Metabolic dysfunction-associated steatotic liver disease (MASLD) is the most widespread chronic liver disease signified by serious life-threatening conditions. The prevalence of MASLD increases along the growing prevalence in obesity and metabolic syndrome. To minimize costs and complications, non-invasive diagnostic tools, including transient elastography (TE), were introduced for assessment of MASLD. TE measures liver stiffness (LS), a clinical marker for the diagnosis of liver fibrosis and cirrhosis. LS measurements are based on ultrasound wave imaging and quantification. Vibration-controlled TE, including FibroScan^®, is commonly used TE methods which can accurately identify the degree of liver fibrosis and cirrhosis progression. TE was reported to predict the progression towards hepatocellular carcinoma, portal hypertension, and varices. However, the accuracy of LS diagnostics alone in patients with MASLD remains controversial. TE measurements have several limitations, including inadequate precision due to focal liver lesions, cholestasis, inflammation, and other pathological and anatomical factors which can lead to the stiffness variability. Overestimations of TE readings were reported in obese patients with body mass index (BMI) over 30 kg/m², and older patients with ascites, diabetes, or hypertension. Not all MASLD patients have high BMI. The prevalence of obesity among MASLD patients varies worldwide, indicating the urgent need for comprehensive diagnostic tools. In patients with MASLD, improved diagnostic accuracy has been demonstrated by combining LS measurements with other blood test-based scores and simple clinical parameters (agile scores based on age, sex, platelet count, aminotransferases, and diabetes). This study reviews the limitations of TE-based diagnostics and discusses the combined scoring algorithm. In conclusion, the sequence of LS measurements along assessment of other important clinical markers is an effective, low-cost, reliable tool to identify and monitor fibrosis progression in MASLD.

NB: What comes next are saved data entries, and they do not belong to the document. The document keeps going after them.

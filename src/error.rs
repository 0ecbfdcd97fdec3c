//! Error taxonomy for the ingestion pipeline.
//!
//! Errors split into two families. Per-file errors ([`IngestError::Decode`],
//! [`IngestError::EmptyContent`], [`IngestError::Model`],
//! [`IngestError::Write`]) are recorded in the run statistics and the batch
//! moves on. Fatal errors ([`IngestError::StoreUnavailable`],
//! [`IngestError::ModelUnavailable`], [`IngestError::CorpusMissing`]) abort the
//! run before the first file is touched.
//!
//! [`IngestError::DuplicateKey`] is neither: it is the expected outcome of
//! re-ingesting content that is already stored.

use std::path::PathBuf;

use thiserror::Error;

#[derive(Error, Debug)]
pub enum IngestError {
    #[error("could not decode {file} with any of: {tried}")]
    Decode { file: String, tried: String },
    #[error("{file} is empty after trimming whitespace")]
    EmptyContent { file: String },
    #[error("embedding failed: {0}")]
    Model(String),
    #[error("document {id} already stored")]
    DuplicateKey { id: String },
    #[error("write failed: {0}")]
    Write(String),
    #[error("document store unavailable: {0}")]
    StoreUnavailable(String),
    #[error("embedding model unavailable: {0}")]
    ModelUnavailable(String),
    #[error("corpus directory not found: {}", .0.display())]
    CorpusMissing(PathBuf),
    #[error("io error reading {file}: {source}")]
    Io {
        file: String,
        #[source]
        source: std::io::Error,
    },
}

impl IngestError {
    /// Process exit code for errors that stop the run before any file is
    /// processed. `None` for per-file errors.
    pub fn exit_code(&self) -> Option<u8> {
        match self {
            IngestError::CorpusMissing(_) => Some(3),
            IngestError::StoreUnavailable(_) => Some(4),
            IngestError::ModelUnavailable(_) => Some(5),
            _ => None,
        }
    }
}

pub type IngestResult<T> = Result<T, IngestError>;

#[cfg(test)]
mod tests {
    use super::*;

    #[test]
    fn fatal_exit_codes() {
        assert_eq!(IngestError::CorpusMissing(PathBuf::from("/nope")).exit_code(), Some(3));
        assert_eq!(IngestError::StoreUnavailable("down".into()).exit_code(), Some(4));
        assert_eq!(IngestError::ModelUnavailable("no weights".into()).exit_code(), Some(5));
        assert_eq!(IngestError::Write("timeout".into()).exit_code(), None);
        assert_eq!(IngestError::DuplicateKey { id: "ab".into() }.exit_code(), None);
        assert_eq!(IngestError::EmptyContent { file: "a.txt".into() }.exit_code(), None);
    }

    #[test]
    fn decode_message_names_file() {
        let err = IngestError::Decode {
            file: "speech.txt".into(),
            tried: "utf-8".into(),
        };
        assert_eq!(
            err.to_string(),
            "could not decode speech.txt with any of: utf-8"
        );
    }
}
//! MongoDB replica-set backend.
//!
//! Uses the official `mongodb` driver. Connection goes through
//! [`connect_with_fallback`]: each member is opened with
//! `directConnection=true` and kept only if it is the writable primary;
//! otherwise the replica-set URI lets the driver locate the primary.
//!
//! Inserts run against a collection handle carrying the requested write
//! concern (`w: majority` plus `wtimeout`), so an acknowledgement timeout
//! surfaces as a write error instead of a silent success.

use anyhow::{bail, Context, Result};
use async_trait::async_trait;
use mongodb::bson::{doc, Bson, Document};
use mongodb::error::{ErrorKind, WriteFailure};
use mongodb::options::{
    Acknowledgment, ClientOptions, CollectionOptions, IndexOptions, WriteConcern,
};
use mongodb::{Client, Collection, IndexModel};
use tracing::{debug, info};

use crate::config::StoreConfig;
use crate::error::{IngestError, IngestResult};
use crate::models::Record;

use super::connect::{connect_with_fallback, ConnectionPlan, ConnectionTarget};
use super::{
    CountFilter, DimensionGroup, DocumentStore, IndexKind, IndexSpec, MemberStatus,
    ReplicaSetStatus, SampleDocument, WriteAck,
};

/// Server error code for a unique index violation.
const DUPLICATE_KEY_CODE: i32 = 11000;

pub struct MongoStore {
    client: Client,
    target: ConnectionTarget,
    database: String,
    collection: String,
}

impl MongoStore {
    /// Connect following the primary-seeking plan built from `config`.
    pub async fn connect(config: &StoreConfig) -> IngestResult<Self> {
        let plan = ConnectionPlan::from_config(config);
        let (client, target) =
            connect_with_fallback(&plan, |target| async move { open_client(&target).await })
                .await?;

        Ok(Self {
            client,
            target,
            database: config.database.clone(),
            collection: config.collection.clone(),
        })
    }

    /// Shut the client down, waiting for in-flight operations.
    pub async fn close(self) {
        self.client.shutdown().await;
        info!("document store connection closed");
    }

    fn documents(&self) -> Collection<Document> {
        self.client
            .database(&self.database)
            .collection::<Document>(&self.collection)
    }

    fn records(&self, ack: &WriteAck) -> Collection<Record> {
        let write_concern = WriteConcern::builder()
            .w(Acknowledgment::Majority)
            .w_timeout(ack.timeout)
            .build();
        self.client.database(&self.database).collection_with_options::<Record>(
            &self.collection,
            CollectionOptions::builder()
                .write_concern(write_concern)
                .build(),
        )
    }
}

async fn open_client(target: &ConnectionTarget) -> Result<Client> {
    let options = ClientOptions::parse(target.uri())
        .await
        .context("Failed to parse MongoDB connection string")?;
    let client = Client::with_options(options).context("Failed to create MongoDB client")?;
    let admin = client.database("admin");

    admin
        .run_command(doc! { "ping": 1 })
        .await
        .context("ping failed")?;

    if target.is_direct() {
        let hello = admin
            .run_command(doc! { "hello": 1 })
            .await
            .context("hello failed")?;
        let writable = hello
            .get_bool("isWritablePrimary")
            .or_else(|_| hello.get_bool("ismaster"))
            .unwrap_or(false);
        if !writable {
            bail!("member is reachable but not the writable primary");
        }
    }

    Ok(client)
}

fn classify_insert_error(id: &str, err: mongodb::error::Error) -> IngestError {
    match err.kind.as_ref() {
        ErrorKind::Write(WriteFailure::WriteError(write_error))
            if write_error.code == DUPLICATE_KEY_CODE =>
        {
            IngestError::DuplicateKey { id: id.to_string() }
        }
        _ => IngestError::Write(err.to_string()),
    }
}

fn bson_to_u64(value: &Bson) -> Option<u64> {
    match value {
        Bson::Int32(v) => u64::try_from(*v).ok(),
        Bson::Int64(v) => u64::try_from(*v).ok(),
        Bson::Double(v) if *v >= 0.0 => Some(*v as u64),
        _ => None,
    }
}

fn count_filter(filter: CountFilter) -> Document {
    match filter {
        CountFilter::All => doc! {},
        CountFilter::Missing(field) => {
            let key = field.name();
            doc! { key: { "$exists": false } }
        }
    }
}

#[async_trait]
impl DocumentStore for MongoStore {
    fn describe(&self) -> String {
        format!("{} {}.{}", self.target, self.database, self.collection)
    }

    async fn insert(&self, record: &Record, ack: &WriteAck) -> IngestResult<()> {
        self.records(ack)
            .insert_one(record)
            .await
            .map(|_| ())
            .map_err(|e| classify_insert_error(record.id(), e))
    }

    async fn count_documents(&self, filter: CountFilter) -> Result<u64> {
        let count = self
            .documents()
            .count_documents(count_filter(filter))
            .await
            .context("count_documents failed")?;
        Ok(count)
    }

    async fn sample(&self) -> Result<Option<SampleDocument>> {
        let found = self
            .documents()
            .find_one(doc! {})
            .await
            .context("find_one failed")?;

        Ok(found.map(|d| SampleDocument {
            id: d.get_str("_id").ok().map(str::to_owned),
            text: d.get_str("text").ok().map(str::to_owned),
            embedding_len: d.get_array("embedding").ok().map(Vec::len),
        }))
    }

    async fn embedding_dimensions(&self) -> Result<Vec<DimensionGroup>> {
        let pipeline = vec![
            doc! { "$project": {
                "embedding_size": {
                    "$cond": [ { "$isArray": "$embedding" }, { "$size": "$embedding" }, null ]
                }
            }},
            doc! { "$group": { "_id": "$embedding_size", "count": { "$sum": 1 } } },
            doc! { "$sort": { "count": -1 } },
        ];

        let mut cursor = self
            .documents()
            .aggregate(pipeline)
            .await
            .context("embedding size aggregation failed")?;

        let mut groups = Vec::new();
        while cursor
            .advance()
            .await
            .context("Failed to advance aggregation cursor")?
        {
            let row: Document = cursor
                .deserialize_current()
                .context("Failed to read aggregation row")?;
            let dims = row
                .get("_id")
                .and_then(bson_to_u64)
                .map(|v| v as usize);
            let count = row.get("count").and_then(bson_to_u64).unwrap_or(0);
            groups.push(DimensionGroup { dims, count });
        }
        Ok(groups)
    }

    async fn create_index(&self, spec: &IndexSpec) -> Result<()> {
        let field = spec.field.name();
        let (keys, options) = match spec.kind {
            IndexKind::FullText => (
                doc! { field: "text" },
                IndexOptions::builder().name(spec.name.clone()).build(),
            ),
            IndexKind::Sparse => (
                doc! { field: 1 },
                IndexOptions::builder()
                    .name(spec.name.clone())
                    .sparse(true)
                    .build(),
            ),
        };
        let model = IndexModel::builder().keys(keys).options(options).build();

        self.documents()
            .create_index(model)
            .await
            .with_context(|| format!("Failed to create index '{}'", spec.name))?;
        debug!(index = %spec.name, "index ensured");
        Ok(())
    }

    async fn replica_status(&self) -> Result<ReplicaSetStatus> {
        let admin = self.client.database("admin");
        let mut status = ReplicaSetStatus::default();

        if let Ok(build) = admin.run_command(doc! { "buildInfo": 1 }).await {
            status.version = build.get_str("version").ok().map(str::to_owned);
        }

        let hello = admin
            .run_command(doc! { "hello": 1 })
            .await
            .context("hello failed")?;
        if hello.get_str("setName").is_err() {
            return Ok(status);
        }

        let repl = admin
            .run_command(doc! { "replSetGetStatus": 1 })
            .await
            .context("replSetGetStatus failed")?;
        status.set_name = repl.get_str("set").ok().map(str::to_owned);
        if let Ok(members) = repl.get_array("members") {
            status.members = members
                .iter()
                .filter_map(Bson::as_document)
                .map(|m| MemberStatus {
                    name: m.get_str("name").unwrap_or("unknown").to_string(),
                    state: m.get_str("stateStr").unwrap_or("UNKNOWN").to_string(),
                })
                .collect();
        }
        Ok(status)
    }
}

Keywords: Liver fibrosis; Liver stiffness measurement; Metabolic dysfunction-associated steatotic liver disease; Metabolic syndrome; Non-alcoholic fatty liver disease; Transient elastography.

Figure 1

The risk factors and biological mechanisms of metabolic dysfunction-associated steatotic liver disease. AMPK: AMP-activated protein kinase; CPT1: Carnitine palmitoyltransferase I; ER: Endoplasmic reticulum; HCC: Hepatocellular carcinoma; IL: Interleukin; JNK: C-Jun N-terminal kinase; MASLD: Metabolic dysfunction-associated steatotic liver disease; PPR-α: Peroxisome proliferator-activated receptor-alpha; ROS: Reactive oxygen species; Sirt: Sirtuin; Stat3: Signal transducer and activator of transcription 3; TNF-α: Tumor necrosis factor-alpha.

Figure 2

Factors that define transient elastography diagnostic accuracy. ALT: Alanine aminotransferase; AST: Aspartate aminotransferase; HCC: Hepatocellular carcinoma; TE: Transient elastography.